Situant d’emblée le récit d’enfance dans l’ensemble de l’Evangile de Matthieu, Ulrich Luz souligne que «le conflit inégal entre le roi Hérode, brutal et violent, et l’anti-roi d’Israël, Jésus, non violent, se poursuit tout au long de l’Evangile. Dans ce récit, le plan perfide d’Hérode est déjoué par la stratégie de Dieu, qui agit au travers des mages et de Joseph».

La visite des mages à Jésus – illustres savants étrangers au monde juif – suggère que le contraste entre les deux rois, le tyran et l’enfant, pourrait s’inverser. Alors que le règne brutal d’Hérode est local, le Messie jouit dès sa naissance d’une reconnaissance internationale. Cet «Evangile en miniature», comme aime à le dire le professeur, ne fait qu’initier la migration de Jésus, qui «n’a pas où poser la tête» (Mt. 8,20) tout au long de sa mission itinérante. La faiblesse du Messie culmine dans le drame de la crucifixion: «La protection de Jésus n’a pas lieu comme on l’attend. La force de Dieu ne se révèle clairement que dans la Résurrection, après la Passion.»

Le secret dessein de Dieu

«L’évangéliste Matthieu décrit sans exaltation l’itinérance juvénile de Jésus. Le sauvetage de l’enfant par Dieu s’opère de manière sobre, en ne concédant que peu d’espace aux manifestations surnaturelles», admet l’expert. Les moments de joie intense – par exemple, celle des mages à la vue de l’astre – ne sont que des étincelles jalonnant un parcours difficile, qui comporte aussi des égarements. Au début de l’histoire, les mages cherchent Jésus à la mauvaise place: chez Hérode.
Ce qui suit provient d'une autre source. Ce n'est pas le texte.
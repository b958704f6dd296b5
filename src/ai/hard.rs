//! Hard strategy: greedy minimum-value play, pessimistic discards.

use crate::core::{Card, Player, PlayerId};
use crate::parade::Parade;

use super::{best_discard_pair, simulated_value, Strategy};

/// Opponents are assumed to still collect this many cards of every
/// colour before scoring.
const OPPONENT_ESTIMATE: usize = 2;

/// The strongest tier.
///
/// `choose_card` is a full greedy scan: it plays the single card whose
/// simulated collection is worth the least, first minimum winning
/// ties. Discards run the shared pair search with each opponent's
/// colour counts inflated by [`OPPONENT_ESTIMATE`], a pessimistic
/// guess of what they might still take before scoring.
#[derive(Clone, Copy, Debug, Default)]
pub struct HardStrategy;

impl Strategy for HardStrategy {
    fn choose_card(&self, hand: &[Card], parade: &Parade) -> usize {
        debug_assert!(!hand.is_empty(), "choose_card needs a non-empty hand");

        let mut best = 0;
        let mut min_value = u32::MAX;
        for (i, card) in hand.iter().enumerate() {
            let value = simulated_value(parade, card);
            if value < min_value {
                min_value = value;
                best = i;
            }
        }
        best
    }

    fn choose_discards(&self, hand: &[Card], players: &[Player], me: PlayerId) -> [usize; 2] {
        best_discard_pair(hand, players, me, OPPONENT_ESTIMATE)
    }
}

#[cfg(test)]
mod tests {
    use super::*;
    use crate::core::Colour;

    fn parade_of(cards: &[(Colour, u8)]) -> Parade {
        let mut parade = Parade::new();
        for &(colour, value) in cards {
            parade.add_card(Card::new(colour, value));
        }
        parade
    }

    #[test]
    fn test_picks_the_outright_cheapest_play() {
        let parade = parade_of(&[
            (Colour::Red, 9),
            (Colour::Red, 10),
            (Colour::Blue, 1),
            (Colour::Green, 2),
        ]);

        let hand = vec![
            Card::new(Colour::Red, 0),   // collects Red-9 + Red-10: 19
            Card::new(Colour::Blue, 3),  // examines only Red-9: 0
            Card::new(Colour::Grey, 10), // safe zone covers all: 0
        ];

        // Values [19, 0, 0]: the first zero wins.
        assert_eq!(HardStrategy.choose_card(&hand, &parade), 1);
    }

    #[test]
    fn test_beats_the_second_best_rule_of_medium() {
        // Where Medium deliberately plays its second-best card, Hard
        // takes the best one.
        let parade = parade_of(&[(Colour::Purple, 10), (Colour::Grey, 3)]);

        let hand = vec![
            Card::new(Colour::Purple, 0), // collects Purple-10: 10
            Card::new(Colour::Grey, 4),   // nothing: 0
        ];

        assert_eq!(HardStrategy.choose_card(&hand, &parade), 1);

        use super::super::MediumStrategy;
        assert_eq!(MediumStrategy.choose_card(&hand, &parade), 0);
    }

    #[test]
    fn test_single_card_hand() {
        let parade = parade_of(&[(Colour::Red, 1)]);
        let hand = vec![Card::new(Colour::Blue, 5)];
        assert_eq!(HardStrategy.choose_card(&hand, &parade), 0);
    }

    #[test]
    fn test_discards_assume_opponents_keep_collecting() {
        // Identical position to the shared-search test: the +2
        // estimate makes the search give up on a colour the plain
        // model would fight for.
        let mut me = Player::new(PlayerId::new(0), "Me");
        me.add_collected([Card::new(Colour::Green, 7)]);
        let mut opponent = Player::new(PlayerId::new(1), "Them");
        opponent.add_collected([
            Card::new(Colour::Green, 1),
            Card::new(Colour::Blue, 0),
            Card::new(Colour::Blue, 2),
            Card::new(Colour::Blue, 3),
            Card::new(Colour::Grey, 1),
            Card::new(Colour::Grey, 2),
            Card::new(Colour::Grey, 3),
        ]);
        let players = vec![me, opponent];

        let hand = vec![
            Card::new(Colour::Green, 9),
            Card::new(Colour::Blue, 4),
            Card::new(Colour::Grey, 5),
            Card::new(Colour::Grey, 6),
        ];

        let pair = HardStrategy.choose_discards(&hand, &players, PlayerId::new(0));
        assert_eq!(pair, [0, 3]);
    }
}
//! Game state: players, deck, parade, and the turn/phase machine.
//!
//! ## Phases
//!
//! `NormalPlay -> LastRoundPending -> DiscardPhase -> Scored`.
//!
//! The last round triggers when the acting player has collected all
//! six colours or the deck is down to its final card. From then on the
//! trigger re-fires on every completed turn, counting up; replacement
//! draws stop after each player has drawn exactly once more, hands
//! shrink, and the discard phase begins once the current hand is down
//! to 3 or 4 cards. After every player discards, scoring flips
//! majorities and the game is done.
//!
//! ## Orchestration
//!
//! [`GameState::play_turn`] performs one complete play for the current
//! player: remove from hand, append to parade, run the removal rule,
//! bank the collected cards, re-evaluate the last-round trigger, and
//! (conditionally) draw a replacement. The caller advances the turn
//! with [`GameState::next_turn`]; during the discard phase it calls
//! [`GameState::apply_discards`] instead. Move choice is the caller's
//! job (a prompt for humans, a [`crate::ai::Strategy`] for bots); the
//! state validates every index before mutating anything.

use log::debug;
use rustc_hash::FxHashMap;
use serde::{Deserialize, Serialize};

use crate::core::{Card, Colour, Deck, GameConfig, GameRng, Player, PlayerId};
use crate::parade::Parade;

/// A rejected request against the game state.
///
/// None of these leave the state modified; the caller re-prompts or
/// fixes its driving logic.
#[derive(Clone, Debug, PartialEq, Eq, thiserror::Error)]
pub enum GameError {
    /// A hand index outside the current hand.
    #[error("hand index {index} out of bounds for a hand of {hand_size}")]
    InvalidHandIndex { index: usize, hand_size: usize },

    /// The two discard indices refer to the same card.
    #[error("discard indices must be distinct (both were {index})")]
    DuplicateDiscard { index: usize },

    /// A play was attempted after the game ended.
    #[error("the game is already over")]
    GameOver,

    /// A discard was attempted outside the discard phase.
    #[error("the current player is not in the discard phase")]
    NotInDiscardPhase,

    /// Scores were already calculated for this game.
    #[error("scores have already been calculated")]
    AlreadyScored,
}

/// Coarse game phase, derived from the underlying counters.
#[derive(Clone, Copy, Debug, PartialEq, Eq, Serialize, Deserialize)]
pub enum Phase {
    /// Regular turns; every play draws a replacement.
    NormalPlay,
    /// The end trigger fired; turns continue, draws wind down.
    LastRoundPending,
    /// The current player must discard down to two cards.
    DiscardPhase,
    /// Scores are final.
    Scored,
}

/// What a single play did, in display copies.
///
/// The real cards have already moved (hand to parade, parade to the
/// collected pile, deck to hand); this record exists for renderers and
/// logs.
#[derive(Clone, Debug)]
pub struct TurnOutcome {
    /// Who played.
    pub player: PlayerId,
    /// The card played onto the parade.
    pub played: Card,
    /// Cards the play collected, in scan order.
    pub collected: Vec<Card>,
    /// The replacement draw, if one happened.
    pub drawn: Option<Card>,
}

/// What a discard-phase turn did.
#[derive(Clone, Debug)]
pub struct DiscardOutcome {
    /// Who discarded.
    pub player: PlayerId,
    /// The two cards removed from the game, in removal order.
    pub discarded: [Card; 2],
    /// Display copies of the cards moved into the collected pile.
    pub kept: Vec<Card>,
}

/// Complete state of one game.
pub struct GameState {
    players: Vec<Player>,
    deck: Deck,
    parade: Parade,
    current_player: usize,
    last_round: bool,
    last_round_counter: u32,
    scored: bool,
}

impl GameState {
    /// Set up a game: build and shuffle the deck, seed the parade,
    /// deal every hand, and give the first seat the turn.
    ///
    /// Player count must be 2..=6: the two-player scoring rule and
    /// the six-colour deck bound the range.
    pub fn new<I, S>(names: I, config: &GameConfig, seed: u64) -> Self
    where
        I: IntoIterator<Item = S>,
        S: Into<String>,
    {
        let mut players: Vec<Player> = names
            .into_iter()
            .enumerate()
            .map(|(i, name)| Player::new(PlayerId::new(i as u8), name))
            .collect();

        assert!(
            (2..=6).contains(&players.len()),
            "Must have 2-6 players, got {}",
            players.len()
        );

        let mut rng = GameRng::new(seed);
        let mut deck = Deck::new(config.cards_per_color, &mut rng);

        let mut parade = Parade::new();
        for _ in 0..config.parade_size {
            if let Some(card) = deck.draw() {
                parade.add_card(card);
            }
        }

        for player in &mut players {
            for _ in 0..config.hand_size {
                if let Some(card) = deck.draw() {
                    player.add_to_hand(card);
                }
            }
        }

        debug!(
            "new game: {} players, {} cards in deck, seed {}",
            players.len(),
            deck.remaining(),
            rng.seed()
        );

        Self {
            players,
            deck,
            parade,
            current_player: 0,
            last_round: false,
            last_round_counter: 0,
            scored: false,
        }
    }

    // === Accessors ===

    /// All players, in turn order.
    #[must_use]
    pub fn players(&self) -> &[Player] {
        &self.players
    }

    /// The player whose turn it is.
    #[must_use]
    pub fn current_player(&self) -> &Player {
        &self.players[self.current_player]
    }

    /// Index of the current player.
    #[must_use]
    pub fn current_index(&self) -> usize {
        self.current_player
    }

    /// The draw deck.
    #[must_use]
    pub fn deck(&self) -> &Deck {
        &self.deck
    }

    /// The parade.
    #[must_use]
    pub fn parade(&self) -> &Parade {
        &self.parade
    }

    /// Has the last round been triggered?
    #[must_use]
    pub fn is_last_round(&self) -> bool {
        self.last_round
    }

    /// Turns elapsed since (and including) the trigger turn.
    #[must_use]
    pub fn last_round_counter(&self) -> u32 {
        self.last_round_counter
    }

    /// The derived coarse phase.
    #[must_use]
    pub fn phase(&self) -> Phase {
        if self.scored {
            Phase::Scored
        } else if self.is_discard_phase() {
            Phase::DiscardPhase
        } else if self.last_round {
            Phase::LastRoundPending
        } else {
            Phase::NormalPlay
        }
    }

    /// True exactly when the current player's hand is 3 or 4 cards.
    ///
    /// The window exists because the final round removes the
    /// replacement draw, shrinking hands one card per turn until the
    /// discard rule (drop to exactly 2) applies.
    #[must_use]
    pub fn is_discard_phase(&self) -> bool {
        let hand_size = self.current_player().hand().len();
        hand_size > 2 && hand_size <= 4
    }

    /// True once every player has had their final turn.
    #[must_use]
    pub fn is_game_over(&self) -> bool {
        self.last_round_counter == self.players.len() as u32 + 1
    }

    /// Advance to the next seat. No skip logic, ever.
    pub fn next_turn(&mut self) {
        self.current_player = (self.current_player + 1) % self.players.len();
    }

    // === Turn orchestration ===

    /// Play the card at `hand_index` for the current player.
    ///
    /// Validates the index, moves the card onto the parade, runs the
    /// removal rule, banks whatever it collected, re-evaluates the
    /// last-round trigger, and draws a replacement unless the final
    /// round has switched draws off. Does not advance the turn.
    pub fn play_turn(&mut self, hand_index: usize) -> Result<TurnOutcome, GameError> {
        if self.is_game_over() {
            return Err(GameError::GameOver);
        }

        let hand_size = self.current_player().hand().len();
        if hand_index >= hand_size {
            return Err(GameError::InvalidHandIndex {
                index: hand_index,
                hand_size,
            });
        }

        let actor = self.current_player;
        let played = self.players[actor].remove_from_hand(hand_index);

        self.parade.add_card(played.clone());
        let collected = self.parade.apply_play(&played);
        debug!(
            "{} played {}, collected {} card(s)",
            self.players[actor].id(),
            played,
            collected.len()
        );

        self.players[actor].add_collected(collected.iter().cloned());

        self.check_last_round();

        // One replacement per player after the trigger, then none.
        let drawn = if !self.last_round || (self.last_round_counter == 1 && !self.deck.is_empty())
        {
            let card = self.deck.draw();
            if let Some(card) = &card {
                self.players[actor].add_to_hand(card.clone());
            }
            card
        } else {
            None
        };

        Ok(TurnOutcome {
            player: self.players[actor].id(),
            played,
            collected: collected.into_vec(),
            drawn,
        })
    }

    /// Re-evaluate the last-round trigger against the player who just
    /// acted.
    ///
    /// Once active, the trigger re-fires on every evaluation, so the
    /// counter advances once per remaining turn, including the turn
    /// that first triggered it.
    fn check_last_round(&mut self) {
        let all_colours =
            self.players[self.current_player].collected_colour_count() >= Colour::COUNT;

        if all_colours || self.deck.remaining() <= 1 || self.last_round_counter > 0 {
            self.last_round_counter += 1;
            if !self.last_round {
                debug!(
                    "last round triggered by {} ({})",
                    self.players[self.current_player].id(),
                    if all_colours { "all colours" } else { "deck" },
                );
            }
            self.last_round = true;
        }
    }

    /// Discard two cards for the current player and bank the rest.
    ///
    /// Both indices are interpreted against the hand as it stands at
    /// the call; the higher one is physically removed first so the
    /// lower stays valid. The two discards leave the game entirely;
    /// the remaining hand moves into the collected pile.
    pub fn apply_discards(&mut self, indices: [usize; 2]) -> Result<DiscardOutcome, GameError> {
        if !self.is_discard_phase() {
            return Err(GameError::NotInDiscardPhase);
        }

        let hand_size = self.current_player().hand().len();
        let [a, b] = indices;
        for index in [a, b] {
            if index >= hand_size {
                return Err(GameError::InvalidHandIndex { index, hand_size });
            }
        }
        if a == b {
            return Err(GameError::DuplicateDiscard { index: a });
        }

        let actor = self.current_player;
        let first = self.players[actor].remove_from_hand(a.max(b));
        let second = self.players[actor].remove_from_hand(a.min(b));

        let kept = self.players[actor].take_hand();
        let outcome = DiscardOutcome {
            player: self.players[actor].id(),
            discarded: [first, second],
            kept: kept.clone(),
        };
        self.players[actor].add_collected(kept);

        debug!(
            "{} discarded {} and {}, banked {} card(s)",
            outcome.player,
            outcome.discarded[0],
            outcome.discarded[1],
            outcome.kept.len()
        );

        Ok(outcome)
    }

    /// Deep copy of every collected pile, for display continuity
    /// across the discard phase. Gameplay never reads this.
    #[must_use]
    pub fn snapshot_collected(&self) -> FxHashMap<PlayerId, Vec<Card>> {
        self.players
            .iter()
            .map(|p| (p.id(), p.collected().to_vec()))
            .collect()
    }

    /// Flip colour majorities and tally final scores.
    ///
    /// Mutates collected cards in place (the flip rule) and marks the
    /// game scored; calling it twice is an error.
    pub fn calculate_scores(&mut self) -> Result<super::scoring::Scoreboard, GameError> {
        if self.scored {
            return Err(GameError::AlreadyScored);
        }
        let board = super::scoring::score_players(&mut self.players);
        self.scored = true;
        Ok(board)
    }
}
Selon ce récit, la guidance de Dieu ne supprime ni les dangers, ni la précarité, ni les fatigues, ni les hésitations, ni les faux pas. Nous ne savons souvent pas comment Dieu nous guide, et la foi consiste à reconnaître son dessein caché.

Une responsabilité dans le monde

Ulrich Luz souligne que Jésus est faible, mais qu’il n’est pas un homme ordinaire: «Il est un modèle, du moins pour les chrétiens». Et l’Evangile de Matthieu clarifie la position des croyants à son égard: «le disciple n’est pas au-dessus de son maître» (Mt. 10,24). Les chrétiens, et particulièrement ceux qui ont des responsabilités dans le monde, en politique ou en entreprise, «ne doivent donc jamais être des avocats du capital, de la guerre ou de la croissance sans limites, mais des avocats des faibles et des petits dans le monde».

Le récit biblique

Le deuxième chapitre de l’Evangile de Matthieu narre une intrigue politique. Le roi Hérode, connu pour sa cruauté, est informé par des mages venus d’Orient de la naissance d’un "roi des Juifs".

Il le considère aussitôt comme un rival à éliminer. Il tente en vain de le localiser grâce à ces mages, guidés par une étoile vers l’enfant à Bethléem. Mais ces derniers, ayant honoré le Messie de leurs présents, lui font faux bond.

Furieux, Hérode ordonne le massacre de tous les enfants de Bethléem, mais il est trop tard: divinement averti en songe, Joseph a fui en Egypte avec sa famille. L’enfant divin est sauf.